Мастер, создавший его, не кто иной был, как сам Прометей. Я спать ложусь и кладу его около себя. Это моя любовница, моя жизнь, мое «я». И если б я был два раза раб, то за этот инструмент продал бы себя в третий раз. О, я теперь совершенно забыл Серве.
А если бы видели, что делается с Наташей, когда я заиграю на этом божественном инструменте! она цепенеет — и больше ничего.
А Марьяна Акимовна уверяет меня, что я на скрипке лучше играю, нежели на виолончели. Но это она говорит только так, она сама не может равнодушно слушать виолончель.
Разносился я, однакож, со своею виолончелью, как дурень с писаною торбою, а о главном-то чуть было и не забыл.
Предчувствия мои сбылись. Едва оживший г. Арновский ухаживает уже за Лизою собственною персоною. Как видно, усердие милой сестрицы не имело успеха.
А Лиза и знать ничего не хочет. Бегает по залам, бьет горшки с цветами, ломает стулья, совершенный ребенок. А этому ребенку, заметьте, 17 годов. Меня одно только утешает: если я не ошибаюсь, что если и успеет г. Арновский, то этот успех обойдется ему не так-то дешево.
Мне, по крайней мере, не случалось еще встречать так сильно развитой природы в Лизанькины лета. Это совершенная женщина!
Сестрица г. Арновского в тупик становится перед ее выходками.
Что если бы хоть какое-нибудь образование этой девушке? Это была бы совершенная Семирамида или Клеопатра.
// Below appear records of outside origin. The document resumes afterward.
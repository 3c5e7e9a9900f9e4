//! Session management

// ---------------------------------------------------------------------------
// IMPORTS
// ---------------------------------------------------------------------------

// External imports
use chrono::{DateTime, Utc};
use conquer_once::OnceCell;
use std::fs;
use std::path::PathBuf;
use thiserror::Error;

// Internal imports
use crate::time;

// ---------------------------------------------------------------------------
// STATICS
// ---------------------------------------------------------------------------

static SESSION_EPOCH: OnceCell<DateTime<Utc>> = OnceCell::uninit();

// ---------------------------------------------------------------------------
// CONSTANTS
// ---------------------------------------------------------------------------

/// A chrono format string which diplays a timestamp. See
/// https://docs.rs/chrono/0.4.11/chrono/format/strftime/index.html for more
/// information.
const TIMESTAMP_FORMAT: &str = "%Y%m%d_%H%M%S";

// ---------------------------------------------------------------------------
// DATA STRUCTURES
// ---------------------------------------------------------------------------

/// A struct storing information about the current session
#[derive(Clone, Debug)]
pub struct Session {
    /// The root directory for this session
    pub session_root: PathBuf,

    /// The root directory for this session's archives
    pub arch_root: PathBuf,

    /// The path to the session's log file
    pub log_file_path: PathBuf,
}

// ---------------------------------------------------------------------------
// ENUMERATIONS
// ---------------------------------------------------------------------------

/// Possible errors associated with the session module.
#[derive(Error, Debug)]
pub enum SessionError {
    #[error("Cannot find the software root directory: {0}")]
    SwRootUnavailable(std::io::Error),

    #[error("Cannot create the session directory: {0}")]
    CannotCreateDir(std::io::Error),

    #[error(
        "Cannot initialise the session epoch, have you already initialised the \
         session? (conquer_once error: {0})"
    )]
    CannotInitEpoch(conquer_once::TryInitError),

    #[error("Cannot get the epoch time, did you forget to initialise the session?")]
    CannotGetEpoch,
}

// ---------------------------------------------------------------------------
// IMPLEMENTATIONS
// ---------------------------------------------------------------------------

impl Session {
    /// Start a new session within the given directory.
    ///
    /// This will create a new session directory named `{exec_name}_{timestamp}`
    pub fn new(exec_name: &str, sessions_dir: &str) -> Result<Self, SessionError> {
        // Set the session epoch
        match SESSION_EPOCH.try_init_once(Utc::now) {
            Ok(_) => (),
            Err(e) => return Err(SessionError::CannotInitEpoch(e)),
        };

        // Format the session epoch as a timestamp
        let timestamp = match SESSION_EPOCH.get() {
            Some(e) => e.format(TIMESTAMP_FORMAT),
            None => return Err(SessionError::CannotGetEpoch),
        };

        // Get the root directory
        let root = crate::host::get_pid_sw_root()
            .map_err(SessionError::SwRootUnavailable)?;

        // Create the session path
        let mut path: PathBuf = root;
        path.push(sessions_dir);
        path.push(format!("{}_{}", exec_name, timestamp));

        fs::create_dir_all(&path).map_err(SessionError::CannotCreateDir)?;

        // Create the archive dir
        let arch_path = path.join("arch");
        fs::create_dir_all(&arch_path).map_err(SessionError::CannotCreateDir)?;

        let log_file_path = path.join(format!("{}.log", exec_name));

        Ok(Session {
            session_root: path,
            arch_root: arch_path,
            log_file_path,
        })
    }
}

// ---------------------------------------------------------------------------
// PUBLIC FUNCTIONS
// ---------------------------------------------------------------------------

/// Get the number of seconds elapsed since the start of the session.
///
/// If the session has not been started yet NaN is returned.
pub fn get_elapsed_seconds() -> f64 {
    match SESSION_EPOCH.get() {
        Some(e) => {
            let elapsed = Utc::now() - *e;
            time::duration_to_seconds(elapsed).unwrap_or(std::f64::NAN)
        }
        None => std::f64::NAN,
    }
}

/// Return a reference to the session's epoch.
///
/// # Panics
/// - This function will panic if the session epoch has not been
///   initialised, which is performed on creating a new Session instance.
pub fn get_epoch() -> &'static DateTime<Utc> {
    match SESSION_EPOCH.get() {
        Some(e) => e,
        None => panic!("Cannot get the session epoch!"),
    }
}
Месяца два тому назад однажды сидят они все трое за обедом молча и только поглядывают друг на друга исподлобья. Кушанья подавали только для формы, никто к ним и не прикоснулся. А я от нечего делать (стоя за стулом Лизы) стал всматриваться в лицо г. Арновского. Руина, совершенная руина! Он не старик еще, но опередил даже дряхлых стариков. Повисшие, едва сжимающиеся губы, полураскрытые бесцветные глаза, желто-зеленый цвет лица и, вдобавок, серые, жиденькие волосы и глухота делают его чем-то отвратительным, чем-то на полипа похожим.